Haverhill, Massachusetts
A Short History of Haverhill
From the Pentucket of the Pennacook people to the “Queen Slipper City” that once made a tenth of America’s shoes, Haverhill’s story runs through nearly every chapter of New England history.
Pentucket & the Pennacook
Long before European settlement, the land along the bend of the Merrimack River was known as Pentucket, “place of the winding river”, and was home to the Pennacook people, led in the early colonial era by the sachem Passaconaway. In 1642, settlers recorded a purchase of the land from local figures named Passaquo and Saggahew, said to act with Passaconaway’s permission, for three pounds and ten shillings.
Colonial Settlement (1640–1700s)
English Puritans from nearby Newbury settled the area in 1640, and the town was incorporated in 1641. It was renamed Haverhill after the English hometown of its first minister, the Rev. John Ward. The frontier town saw violence during King Philip’s War (1675) and the French and Indian Wars. In a famous 1697 raid, Hannah Duston was taken captive and later escaped, she is memorialized by a downtown statue, one of the first in the United States to honor a woman. Haverhill’s Judge Nathaniel Saltonstall is also remembered for his role in the era of the Salem witch trials.
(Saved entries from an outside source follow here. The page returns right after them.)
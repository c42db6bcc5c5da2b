//! Native plugin sink
//!
//! Lets a native implementation fill in the callback surface without being
//! compiled into the bridge. A plugin is a shared library exporting
//!
//! ```c
//! CovidaCallbacks covida_plugin_callbacks(void);
//! ```
//!
//! which returns a table of C function pointers. Any pointer may be null, in
//! which case that notification is skipped for the plugin.
//!
//! Strings are passed as NUL-terminated UTF-8 and strokes as a
//! `(const Point*, size_t)` pair; both are only valid for the duration of the
//! call. When the count is 0 the point pointer must not be dereferenced.

use super::AnnotationSink;
use crate::types::{
    AnnotationHeader, BridgeError, Circle, CoordinateSpace, Line, MediaKind, Point, Result,
};
use libloading::{Library, Symbol};
use std::ffi::{c_char, c_void, CString};
use std::path::Path;

/// Exported symbol every plugin must provide
pub const PLUGIN_ENTRY_SYMBOL: &[u8] = b"covida_plugin_callbacks";

/// C view of [`AnnotationHeader`]
#[repr(C)]
#[derive(Debug)]
pub struct CAnnotationHeader {
    pub path: *const c_char,
    pub description: *const c_char,
    pub start: i64,
    pub stop: i64,
    /// 0 = not tracked by the bridge, 1 = image, 2 = video
    pub media: u32,
    /// 0 = absolute pixels, 1 = relative [0, 1]
    pub coordinate_space: u32,
}

pub type PathCallback = extern "C" fn(context: *mut c_void, path: *const c_char);

pub type CircleCallback = extern "C" fn(
    context: *mut c_void,
    header: *const CAnnotationHeader,
    center_x: f32,
    center_y: f32,
    radius: f32,
    points: *const Point,
    count: usize,
);

pub type LineCallback = extern "C" fn(
    context: *mut c_void,
    header: *const CAnnotationHeader,
    begin_x: f32,
    begin_y: f32,
    end_x: f32,
    end_y: f32,
    points: *const Point,
    count: usize,
);

pub type PolygonCallback = extern "C" fn(
    context: *mut c_void,
    header: *const CAnnotationHeader,
    points: *const Point,
    count: usize,
);

pub type UnloadCallback = extern "C" fn(context: *mut c_void);

/// Callback table returned by a plugin's entry point
#[repr(C)]
#[derive(Debug, Clone, Copy)]
pub struct CovidaCallbacks {
    /// Opaque pointer handed back to every callback
    pub context: *mut c_void,
    pub on_image_opened: Option<PathCallback>,
    pub on_image_closed: Option<PathCallback>,
    pub on_video_opened: Option<PathCallback>,
    pub on_video_closed: Option<PathCallback>,
    pub on_circle: Option<CircleCallback>,
    pub on_line: Option<LineCallback>,
    pub on_polygon: Option<PolygonCallback>,
    /// Called once before the library is unloaded
    pub on_unload: Option<UnloadCallback>,
}

impl CovidaCallbacks {
    /// A table with no callbacks installed
    pub fn empty(context: *mut c_void) -> Self {
        Self {
            context,
            on_image_opened: None,
            on_image_closed: None,
            on_video_opened: None,
            on_video_closed: None,
            on_circle: None,
            on_line: None,
            on_polygon: None,
            on_unload: None,
        }
    }
}

type PluginEntry = unsafe extern "C" fn() -> CovidaCallbacks;

/// Forwards notifications to a native plugin over the C ABI
pub struct PluginSink {
    callbacks: CovidaCallbacks,
    // Dropped after `on_unload` has run
    _library: Option<Library>,
}

// The plugin context is only touched from the thread holding the bridge lock.
unsafe impl Send for PluginSink {}

impl PluginSink {
    /// Load a plugin library and fetch its callback table
    pub fn load(path: &Path) -> Result<Self> {
        log::info!("Loading annotation plugin: {:?}", path);

        let library = unsafe { Library::new(path) }
            .map_err(|e| BridgeError::PluginLoadError(format!("{:?}: {}", path, e)))?;

        let callbacks = unsafe {
            let entry: Symbol<PluginEntry> = library.get(PLUGIN_ENTRY_SYMBOL).map_err(|e| {
                BridgeError::PluginLoadError(format!(
                    "{:?} does not export covida_plugin_callbacks: {}",
                    path, e
                ))
            })?;
            entry()
        };

        log::info!("Annotation plugin loaded: {:?}", path);
        Ok(Self {
            callbacks,
            _library: Some(library),
        })
    }

    /// Wrap a callback table that is linked into the current process
    ///
    /// # Safety
    /// `callbacks.context` must stay valid for as long as the sink lives and
    /// every callback must accept it.
    pub unsafe fn from_callbacks(callbacks: CovidaCallbacks) -> Self {
        Self {
            callbacks,
            _library: None,
        }
    }

    fn path_callback(&self, callback: Option<PathCallback>, path: &str) -> Result<()> {
        if let Some(callback) = callback {
            let path = c_string(path)?;
            callback(self.callbacks.context, path.as_ptr());
        }
        Ok(())
    }
}

impl Drop for PluginSink {
    fn drop(&mut self) {
        if let Some(on_unload) = self.callbacks.on_unload {
            on_unload(self.callbacks.context);
        }
    }
}

fn c_string(value: &str) -> Result<CString> {
    CString::new(value).map_err(|_| {
        BridgeError::CallbackError(format!("string contains a NUL byte: {:?}", value))
    })
}

/// Owns the C strings a [`CAnnotationHeader`] points into
struct HeaderStrings {
    path: CString,
    description: CString,
}

impl HeaderStrings {
    fn new(header: &AnnotationHeader) -> Result<Self> {
        Ok(Self {
            path: c_string(&header.path)?,
            description: c_string(&header.description)?,
        })
    }

    fn view(&self, header: &AnnotationHeader) -> CAnnotationHeader {
        CAnnotationHeader {
            path: self.path.as_ptr(),
            description: self.description.as_ptr(),
            start: header.start,
            stop: header.stop,
            media: match header.media {
                None => 0,
                Some(MediaKind::Image) => 1,
                Some(MediaKind::Video) => 2,
            },
            coordinate_space: match header.space {
                CoordinateSpace::Absolute => 0,
                CoordinateSpace::Relative => 1,
            },
        }
    }
}

impl AnnotationSink for PluginSink {
    fn on_image_opened(&mut self, path: &str) -> Result<()> {
        self.path_callback(self.callbacks.on_image_opened, path)
    }

    fn on_image_closed(&mut self, path: &str) -> Result<()> {
        self.path_callback(self.callbacks.on_image_closed, path)
    }

    fn on_video_opened(&mut self, path: &str) -> Result<()> {
        self.path_callback(self.callbacks.on_video_opened, path)
    }

    fn on_video_closed(&mut self, path: &str) -> Result<()> {
        self.path_callback(self.callbacks.on_video_closed, path)
    }

    fn on_circle(
        &mut self,
        header: &AnnotationHeader,
        circle: &Circle,
        stroke: &[Point],
    ) -> Result<()> {
        let Some(callback) = self.callbacks.on_circle else {
            return Ok(());
        };
        let strings = HeaderStrings::new(header)?;
        let c_header = strings.view(header);
        callback(
            self.callbacks.context,
            &c_header,
            circle.center.x,
            circle.center.y,
            circle.radius,
            stroke.as_ptr(),
            stroke.len(),
        );
        Ok(())
    }

    fn on_line(&mut self, header: &AnnotationHeader, line: &Line, stroke: &[Point]) -> Result<()> {
        let Some(callback) = self.callbacks.on_line else {
            return Ok(());
        };
        let strings = HeaderStrings::new(header)?;
        let c_header = strings.view(header);
        callback(
            self.callbacks.context,
            &c_header,
            line.start.x,
            line.start.y,
            line.end.x,
            line.end.y,
            stroke.as_ptr(),
            stroke.len(),
        );
        Ok(())
    }

    fn on_polygon(&mut self, header: &AnnotationHeader, stroke: &[Point]) -> Result<()> {
        let Some(callback) = self.callbacks.on_polygon else {
            return Ok(());
        };
        let strings = HeaderStrings::new(header)?;
        let c_header = strings.view(header);
        callback(
            self.callbacks.context,
            &c_header,
            stroke.as_ptr(),
            stroke.len(),
        );
        Ok(())
    }
}
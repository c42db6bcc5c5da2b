//! Configuration loading and parsing

use anyhow::{Context, Result};
use covida_native::BridgeConfig;
use serde::{Deserialize, Serialize};
use std::fs;
use std::path::Path;

/// Main application configuration (loaded from config.toml)
///
/// The bridge settings sit at the top level, exactly as the JVM-side library
/// reads them, so the same file can be shared between both.
#[derive(Debug, Clone, Default, Deserialize, Serialize)]
pub struct AppConfig {
    #[serde(flatten)]
    pub bridge: BridgeConfig,
    #[serde(default)]
    pub replay: ReplayConfig,
}

#[derive(Debug, Clone, Default, Deserialize, Serialize)]
pub struct ReplayConfig {
    #[serde(default)]
    pub format: OutputFormat,
}

#[derive(Debug, Clone, Copy, Default, PartialEq, Eq, Deserialize, Serialize, clap::ValueEnum)]
#[serde(rename_all = "lowercase")]
pub enum OutputFormat {
    /// Human-readable lines (or the configured plugin)
    #[default]
    Text,
    /// One JSON object per notification
    Json,
}

/// Load configuration from a TOML file
pub fn load_config(path: &Path) -> Result<AppConfig> {
    let content = fs::read_to_string(path)
        .with_context(|| format!("Failed to read config file: {:?}", path))?;

    let config: AppConfig = toml::from_str(&content)
        .with_context(|| format!("Failed to parse config file: {:?}", path))?;

    Ok(config)
}
//! JVM boundary
//!
//! The Java side (`de.dfki.covida.nativealgorithm.NativeInterface`) declares
//! its native methods without any handle argument, so the bridge context lives
//! in a single process-wide slot:
//!
//! - `JNI_OnLoad` builds a [`Bridge`] from `COVIDA_NATIVE_CONFIG` and installs it
//! - every `Java_..._NativeInterface_*` entry point decodes its arguments and
//!   forwards them to the installed bridge
//! - `JNI_OnUnload` removes the bridge and shuts it down
//!
//! Calls from several JVM threads are serialized on the slot's mutex.

use crate::bridge::{Bridge, DispatchStats};
use crate::callbacks::TextSink;
use crate::config::BridgeConfig;
use crate::convert::decode_text;
use crate::types::{AnnotationHeader, BridgeError, Result};
use jni::objects::{JObject, JString};
use jni::sys::{jint, jlong, JNI_VERSION_1_8};
use jni::{JNIEnv, JavaVM};
use log::LevelFilter;
use std::ffi::c_void;
use std::panic::{self, AssertUnwindSafe};
use std::sync::{Mutex, PoisonError};
use std::thread;

pub mod entry;
pub mod points;

pub use points::JniPointArray;

static BRIDGE: Mutex<Option<Bridge>> = Mutex::new(None);

/// Install `bridge` as the context used by the JNI entry points
///
/// Returns the bridge it replaces, if one was installed.
pub fn install(bridge: Bridge) -> Option<Bridge> {
    let mut slot = BRIDGE.lock().unwrap_or_else(PoisonError::into_inner);
    slot.replace(bridge)
}

/// Remove the installed bridge and shut it down
pub fn teardown() -> Option<DispatchStats> {
    let bridge = BRIDGE
        .lock()
        .unwrap_or_else(PoisonError::into_inner)
        .take();
    bridge.map(Bridge::shutdown)
}

/// Run `f` against the installed bridge, building one from the environment
/// if `JNI_OnLoad` has not run
pub fn with_bridge<R>(f: impl FnOnce(&mut Bridge) -> R) -> R {
    let mut slot = BRIDGE.lock().unwrap_or_else(PoisonError::into_inner);
    let bridge = slot.get_or_insert_with(|| {
        log::warn!("Native interface used before JNI_OnLoad, initializing now");
        build_bridge(BridgeConfig::from_env())
    });
    f(bridge)
}

/// Build the bridge for a loaded (or failed) configuration
///
/// The JVM must always get a working bridge, so a broken config falls back
/// to the defaults and a plugin that fails to load falls back to stdout.
fn build_bridge(config: Result<BridgeConfig>) -> Bridge {
    let config = config.unwrap_or_else(|e| {
        log::error!("Failed to load bridge config, using defaults: {}", e);
        BridgeConfig::default()
    });
    match Bridge::from_config(&config) {
        Ok(bridge) => bridge,
        Err(e) => {
            log::error!("Failed to build configured sink, reporting to stdout: {}", e);
            Bridge::new(Box::new(TextSink::stdout()), config.coordinate_space)
        }
    }
}

/// Install a logger unless the host process already has one
fn init_logging(level: LevelFilter) {
    use env_logger::Builder;
    use std::io::Write;

    let _ = Builder::new()
        .filter_level(level)
        .format(|buf, record| {
            writeln!(
                buf,
                "[{} {}] {}",
                record.level(),
                record.target(),
                record.args()
            )
        })
        .try_init();
}

#[no_mangle]
pub extern "system" fn JNI_OnLoad(_vm: JavaVM, _reserved: *mut c_void) -> jint {
    let config = BridgeConfig::from_env();
    let level = config
        .as_ref()
        .map(|c| LevelFilter::from(c.log_level))
        .unwrap_or(LevelFilter::Info);
    init_logging(level);

    log::info!("CoVida native interface v{}", crate::VERSION);

    if install(build_bridge(config)).is_some() {
        log::warn!("Replaced a bridge left over from a previous load");
    }
    JNI_VERSION_1_8
}

#[no_mangle]
pub extern "system" fn JNI_OnUnload(_vm: JavaVM, _reserved: *mut c_void) {
    teardown();
}

/// Reject a null object reference passed for argument `what`
pub(crate) fn require_present(value: &JObject, what: &'static str) -> Result<()> {
    if value.is_null() {
        return Err(BridgeError::NullArgument(what));
    }
    Ok(())
}

/// Decode a Java string argument into an owned string
///
/// The UTF chars borrowed from the JVM are released when the `JavaStr` guard
/// drops, before this function returns.
pub(crate) fn decode_string(
    env: &mut JNIEnv,
    value: &JString,
    what: &'static str,
) -> Result<String> {
    require_present(value, what)?;
    let borrowed = env.get_string(value)?;
    Ok(decode_text(&borrowed))
}

pub(crate) fn decode_header(
    env: &mut JNIEnv,
    path: &JString,
    description: &JString,
    start: jlong,
    stop: jlong,
) -> Result<AnnotationHeader> {
    let path = decode_string(env, path, "path")?;
    let description = decode_string(env, description, "description")?;
    Ok(AnnotationHeader::new(path, description, start, stop))
}

/// Java exception class and message for the outcome of an entry point body
fn exception_for(
    entry: &str,
    outcome: thread::Result<Result<()>>,
) -> Option<(&'static str, String)> {
    match outcome {
        Ok(Ok(())) => None,
        Ok(Err(e)) => {
            log::error!("{}: rejected call: {}", entry, e);
            Some((
                "java/lang/IllegalArgumentException",
                format!("{}: {}", entry, e),
            ))
        }
        Err(_) => {
            log::error!("{}: native handler panicked", entry);
            Some((
                "java/lang/RuntimeException",
                format!("{}: native handler panicked", entry),
            ))
        }
    }
}

/// Run one entry point body, turning failures into Java exceptions
///
/// A decoding failure raises `IllegalArgumentException` and a panic raises
/// `RuntimeException`; in both cases the bridge is not notified. If the failure
/// came from a Java exception that is already pending, that exception is left
/// to propagate instead.
pub(crate) fn run_entry<'local, F>(env: &mut JNIEnv<'local>, entry: &str, body: F)
where
    F: FnOnce(&mut JNIEnv<'local>) -> Result<()>,
{
    let outcome = panic::catch_unwind(AssertUnwindSafe(|| body(&mut *env)));

    let Some((class, message)) = exception_for(entry, outcome) else {
        return;
    };

    if env.exception_check().unwrap_or(true) {
        return;
    }
    if let Err(e) = env.throw_new(class, message) {
        log::error!("{}: failed to raise {}: {}", entry, class, e);
    }
}
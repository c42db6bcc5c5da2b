//! Session scripts
//!
//! A session script is a recorded sequence of host notifications, replayed
//! against a bridge outside of the JVM:
//!
//! ```toml
//! [[event]]
//! kind = "image-opened"
//! path = "/data/IMAGE_4_0002.tif"
//!
//! [[event]]
//! kind = "line"
//! path = "/data/IMAGE_4_0002.tif"
//! description = "annotation_string"
//! begin = [34.0, 34.0]
//! end = [100.0, 100.0]
//! points = [[34.0, 34.0], [100.0, 100.0]]
//! ```

use anyhow::{Context, Result};
use covida_native::{
    convert_points, AnnotationHeader, Bridge, Circle, Line, MediaKind, Point,
};
use serde::{Deserialize, Serialize};
use std::fs;
use std::path::Path;

#[derive(Debug, Clone, Default, Deserialize, Serialize)]
pub struct SessionScript {
    #[serde(default, rename = "event")]
    pub events: Vec<ScriptEvent>,
}

/// Fields shared by the annotation events
#[derive(Debug, Clone, Deserialize, Serialize)]
pub struct ScriptHeader {
    pub path: String,
    #[serde(default)]
    pub description: String,
    #[serde(default)]
    pub start: i64,
    #[serde(default)]
    pub stop: i64,
    #[serde(default)]
    pub points: Vec<[f32; 2]>,
}

impl ScriptHeader {
    fn to_header(&self) -> AnnotationHeader {
        AnnotationHeader::new(&self.path, &self.description, self.start, self.stop)
    }

    fn stroke(&self) -> covida_native::Result<Vec<Point>> {
        convert_points(self.points.as_slice())
    }
}

#[derive(Debug, Clone, Deserialize, Serialize)]
#[serde(tag = "kind", rename_all = "kebab-case")]
pub enum ScriptEvent {
    ImageOpened {
        path: String,
    },
    ImageClosed {
        path: String,
    },
    VideoOpened {
        path: String,
    },
    VideoClosed {
        path: String,
    },
    Circle {
        #[serde(flatten)]
        header: ScriptHeader,
        center: [f32; 2],
        radius: f32,
    },
    Line {
        #[serde(flatten)]
        header: ScriptHeader,
        begin: [f32; 2],
        end: [f32; 2],
    },
    Polygon {
        #[serde(flatten)]
        header: ScriptHeader,
    },
}

/// Load a session script from a TOML file
pub fn load_script(path: &Path) -> Result<SessionScript> {
    let content = fs::read_to_string(path)
        .with_context(|| format!("Failed to read session script: {:?}", path))?;

    let script: SessionScript = toml::from_str(&content)
        .with_context(|| format!("Failed to parse session script: {:?}", path))?;

    log::debug!("Loaded {} events from {:?}", script.events.len(), path);
    Ok(script)
}

/// The session the original native test harness ran
pub fn demo_session() -> SessionScript {
    let image = "D:\\data\\plant-image-ayumi\\BY2\\IMAGE_4_0002.tif".to_string();

    SessionScript {
        events: vec![
            ScriptEvent::ImageOpened {
                path: image.clone(),
            },
            ScriptEvent::Line {
                header: ScriptHeader {
                    path: image.clone(),
                    description: "annotation_string".to_string(),
                    start: 0,
                    stop: 0,
                    points: vec![[34.0, 34.0], [100.0, 100.0]],
                },
                begin: [34.0, 34.0],
                end: [100.0, 100.0],
            },
            ScriptEvent::ImageClosed { path: image },
        ],
    }
}

fn point([x, y]: [f32; 2]) -> Point {
    Point::new(x, y)
}

/// Dispatch every event of `script` to `bridge`, in order
pub fn replay(bridge: &mut Bridge, script: &SessionScript) -> Result<usize> {
    for (index, event) in script.events.iter().enumerate() {
        match event {
            ScriptEvent::ImageOpened { path } => bridge.media_opened(MediaKind::Image, path),
            ScriptEvent::ImageClosed { path } => bridge.media_closed(MediaKind::Image, path),
            ScriptEvent::VideoOpened { path } => bridge.media_opened(MediaKind::Video, path),
            ScriptEvent::VideoClosed { path } => bridge.media_closed(MediaKind::Video, path),
            ScriptEvent::Circle {
                header,
                center,
                radius,
            } => bridge.circle_annotation(
                header.to_header(),
                Circle {
                    center: point(*center),
                    radius: *radius,
                },
                &header
                    .stroke()
                    .with_context(|| format!("Event {}: invalid stroke", index))?,
            ),
            ScriptEvent::Line { header, begin, end } => bridge.line_annotation(
                header.to_header(),
                Line {
                    start: point(*begin),
                    end: point(*end),
                },
                &header
                    .stroke()
                    .with_context(|| format!("Event {}: invalid stroke", index))?,
            ),
            ScriptEvent::Polygon { header } => bridge.polygon_annotation(
                header.to_header(),
                &header
                    .stroke()
                    .with_context(|| format!("Event {}: invalid stroke", index))?,
            ),
        }
    }
    Ok(script.events.len())
}
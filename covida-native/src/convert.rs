//! Conversion of host-owned arguments into native-owned values
//!
//! Everything the JVM hands over is only borrowed for the duration of one
//! call. The functions here deep-copy it into `String`s and `Vec<Point>`s so
//! that nothing a sink receives can point back into host memory.

use crate::types::{Point, Result};
use jni::strings::JNIStr;
use std::borrow::Cow;

/// An ordered, indexable collection of point-like objects owned by the host
///
/// The JNI implementation wraps a `java.awt.Point[]`; tests and the replay
/// CLI use plain slices of points, tuples or `[x, y]` pairs.
pub trait HostPointArray {
    /// Number of elements in the collection
    fn len(&mut self) -> Result<usize>;

    /// Read the coordinates of the element at `index`
    fn point_at(&mut self, index: usize) -> Result<Point>;
}

impl HostPointArray for &[Point] {
    fn len(&mut self) -> Result<usize> {
        Ok(<[Point]>::len(self))
    }

    fn point_at(&mut self, index: usize) -> Result<Point> {
        Ok(self[index])
    }
}

impl HostPointArray for &[(f32, f32)] {
    fn len(&mut self) -> Result<usize> {
        Ok(<[(f32, f32)]>::len(self))
    }

    fn point_at(&mut self, index: usize) -> Result<Point> {
        Ok(Point::from(self[index]))
    }
}

impl HostPointArray for &[[f32; 2]] {
    fn len(&mut self) -> Result<usize> {
        Ok(<[[f32; 2]]>::len(self))
    }

    fn point_at(&mut self, index: usize) -> Result<Point> {
        let [x, y] = self[index];
        Ok(Point::new(x, y))
    }
}

/// Copy a host point collection into a native stroke
///
/// The result has the same length and order as the source, with every
/// coordinate copied by value. An empty source yields an empty stroke. The
/// first element that cannot be read aborts the conversion; no partial stroke
/// is returned.
pub fn convert_points<A: HostPointArray>(mut array: A) -> Result<Vec<Point>> {
    let len = array.len()?;
    let mut points = Vec::with_capacity(len);

    for index in 0..len {
        points.push(array.point_at(index)?);
    }

    log::trace!("Converted {} stroke points", points.len());
    Ok(points)
}

/// Decode a Java modified UTF-8 string into an owned Rust string
///
/// Invalid sequences are replaced rather than rejected, matching how the JVM
/// itself treats unpaired surrogates.
pub fn decode_text(raw: &JNIStr) -> String {
    Cow::from(raw).into_owned()
}
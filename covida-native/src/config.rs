//! Bridge configuration types
//!
//! The bridge runs inside a JVM it does not control, so its configuration
//! comes from a TOML file named by the `COVIDA_NATIVE_CONFIG` environment
//! variable. Every field has a default; an absent file means "print to stdout".

use crate::types::{CoordinateSpace, Result};
use log::LevelFilter;
use serde::{Deserialize, Serialize};
use std::fs;
use std::path::{Path, PathBuf};

/// Environment variable naming the bridge configuration file
pub const CONFIG_ENV_VAR: &str = "COVIDA_NATIVE_CONFIG";

/// Configuration for the native bridge
#[derive(Debug, Clone, Default, PartialEq, Serialize, Deserialize)]
pub struct BridgeConfig {
    /// Log level used when the bridge installs its own logger
    #[serde(default)]
    pub log_level: LogLevel,

    /// Coordinate convention the host uses for strokes and geometry
    #[serde(default)]
    pub coordinate_space: CoordinateSpace,

    /// Where the reference sink reports notifications
    #[serde(default)]
    pub output: OutputConfig,

    /// Optional native plugin replacing the reference sink
    #[serde(default)]
    pub plugin: PluginConfig,
}

/// Log level names accepted in the config file
#[derive(Debug, Clone, Copy, PartialEq, Eq, Default, Serialize, Deserialize)]
#[serde(rename_all = "lowercase")]
pub enum LogLevel {
    Off,
    Error,
    Warn,
    #[default]
    Info,
    Debug,
    Trace,
}

impl From<LogLevel> for LevelFilter {
    fn from(level: LogLevel) -> Self {
        match level {
            LogLevel::Off => LevelFilter::Off,
            LogLevel::Error => LevelFilter::Error,
            LogLevel::Warn => LevelFilter::Warn,
            LogLevel::Info => LevelFilter::Info,
            LogLevel::Debug => LevelFilter::Debug,
            LogLevel::Trace => LevelFilter::Trace,
        }
    }
}

#[derive(Debug, Clone, Default, PartialEq, Serialize, Deserialize)]
pub struct OutputConfig {
    #[serde(default)]
    pub target: OutputTarget,
}

/// Destination of the reference sink's lines
#[derive(Debug, Clone, Copy, PartialEq, Eq, Default, Serialize, Deserialize)]
#[serde(rename_all = "lowercase")]
pub enum OutputTarget {
    /// One line per notification on standard output
    #[default]
    Stdout,
    /// One `info` record per notification through the `log` facade
    Log,
    /// Discard notifications (bookkeeping still runs)
    #[serde(rename = "none")]
    Discard,
}

#[derive(Debug, Clone, Default, PartialEq, Serialize, Deserialize)]
pub struct PluginConfig {
    /// Path of a shared library exporting `covida_plugin_callbacks`
    pub library: Option<PathBuf>,
}

impl BridgeConfig {
    /// Create a configuration with default settings
    pub fn new() -> Self {
        Self::default()
    }

    /// Parse a configuration from TOML text
    pub fn from_toml(content: &str) -> Result<Self> {
        Ok(toml::from_str(content)?)
    }

    /// Load a configuration from a TOML file
    pub fn load(path: &Path) -> Result<Self> {
        log::debug!("Loading bridge config: {:?}", path);
        let content = fs::read_to_string(path)?;
        Self::from_toml(&content)
    }

    /// Load the configuration named by `COVIDA_NATIVE_CONFIG`, or the defaults
    pub fn from_env() -> Result<Self> {
        match std::env::var_os(CONFIG_ENV_VAR) {
            Some(path) => Self::load(Path::new(&path)),
            None => Ok(Self::default()),
        }
    }

    /// Builder method: set the coordinate convention
    pub fn with_coordinate_space(mut self, space: CoordinateSpace) -> Self {
        self.coordinate_space = space;
        self
    }

    /// Builder method: set the reference sink's output target
    pub fn with_output(mut self, target: OutputTarget) -> Self {
        self.output.target = target;
        self
    }

    /// Builder method: forward notifications to a native plugin
    pub fn with_plugin(mut self, library: impl Into<PathBuf>) -> Self {
        self.plugin.library = Some(library.into());
        self
    }

    /// Builder method: set the log level
    pub fn with_log_level(mut self, level: LogLevel) -> Self {
        self.log_level = level;
        self
    }
}

#[cfg(test)]
mod tests {
    use super::*;
    use std::io::Write;

    #[test]
    fn test_defaults() {
        let config = BridgeConfig::from_toml("").unwrap();

        assert_eq!(config, BridgeConfig::new());
        assert_eq!(config.output.target, OutputTarget::Stdout);
        assert_eq!(config.coordinate_space, CoordinateSpace::Absolute);
        assert!(config.plugin.library.is_none());
    }

    #[test]
    fn test_config_deserialization() {
        let toml_content = r#"
            log_level = "debug"
            coordinate_space = "relative"

            [output]
            target = "log"

            [plugin]
            library = "/opt/covida/libstrokes.so"
        "#;

        let config = BridgeConfig::from_toml(toml_content).unwrap();
        assert_eq!(config.log_level, LogLevel::Debug);
        assert_eq!(config.coordinate_space, CoordinateSpace::Relative);
        assert_eq!(config.output.target, OutputTarget::Log);
        assert_eq!(
            config.plugin.library,
            Some(PathBuf::from("/opt/covida/libstrokes.so"))
        );
    }

    #[test]
    fn test_invalid_target_is_rejected() {
        let result = BridgeConfig::from_toml("[output]\ntarget = \"printer\"\n");
        assert!(result.is_err());
    }

    #[test]
    fn test_load_from_file() {
        let mut file = tempfile::NamedTempFile::new().unwrap();
        writeln!(file, "[output]\ntarget = \"none\"").unwrap();

        let config = BridgeConfig::load(file.path()).unwrap();
        assert_eq!(config.output.target, OutputTarget::Discard);
    }

    #[test]
    fn test_builder() {
        let config = BridgeConfig::new()
            .with_coordinate_space(CoordinateSpace::Relative)
            .with_output(OutputTarget::Log)
            .with_log_level(LogLevel::Warn)
            .with_plugin("libstrokes.so");

        assert_eq!(config.coordinate_space, CoordinateSpace::Relative);
        assert_eq!(config.output.target, OutputTarget::Log);
        assert_eq!(config.log_level, LogLevel::Warn);
        assert_eq!(config.plugin.library, Some(PathBuf::from("libstrokes.so")));
    }

    #[test]
    fn test_level_filter_conversion() {
        assert_eq!(LevelFilter::from(LogLevel::Off), LevelFilter::Off);
        assert_eq!(LevelFilter::from(LogLevel::Trace), LevelFilter::Trace);
    }
}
Shipbuilding & Early Industry
Through the 18th and into the 19th century, Haverhill’s economy rested on agriculture, fishing, shipping, and shipbuilding along the Merrimack, powered increasingly by water-driven sawmills and gristmills. The town developed woolen mills and tanneries, setting the stage for the manufacturing boom to come.
The Queen Slipper City
Beginning in the 1830s, boosted by the arrival of the Boston & Maine Railroad, Haverhill became one of the nation’s great shoe-making centers. The population exploded from about 3,000 in 1820 to 30,000 by 1892, and in 1893 the city’s Board of Trade proclaimed Haverhill “the largest shoe and boot town in the world.” By 1913, roughly one in ten shoes made in America came from Haverhill, earning it the nickname the “Queen Slipper City.” Waves of Irish, Italian, French-Canadian, and other immigrants arrived to work in the factories.
City Status & the Annexation of Bradford
Haverhill was incorporated as a city in 1870, the same year it annexed the neighboring town of Bradford, on the south bank of the Merrimack, which remains a Haverhill neighborhood today.
The 20th Century to Today
The shoe industry began a long decline after World War I. The arrival of Western Electric in the 1950s brought new jobs before that plant, too, eventually left. Through urban renewal and downtown revitalization, Haverhill has reinvented itself as a diverse Merrimack Valley city, one that honors its industrial heritage while growing as a place to live, work, and visit.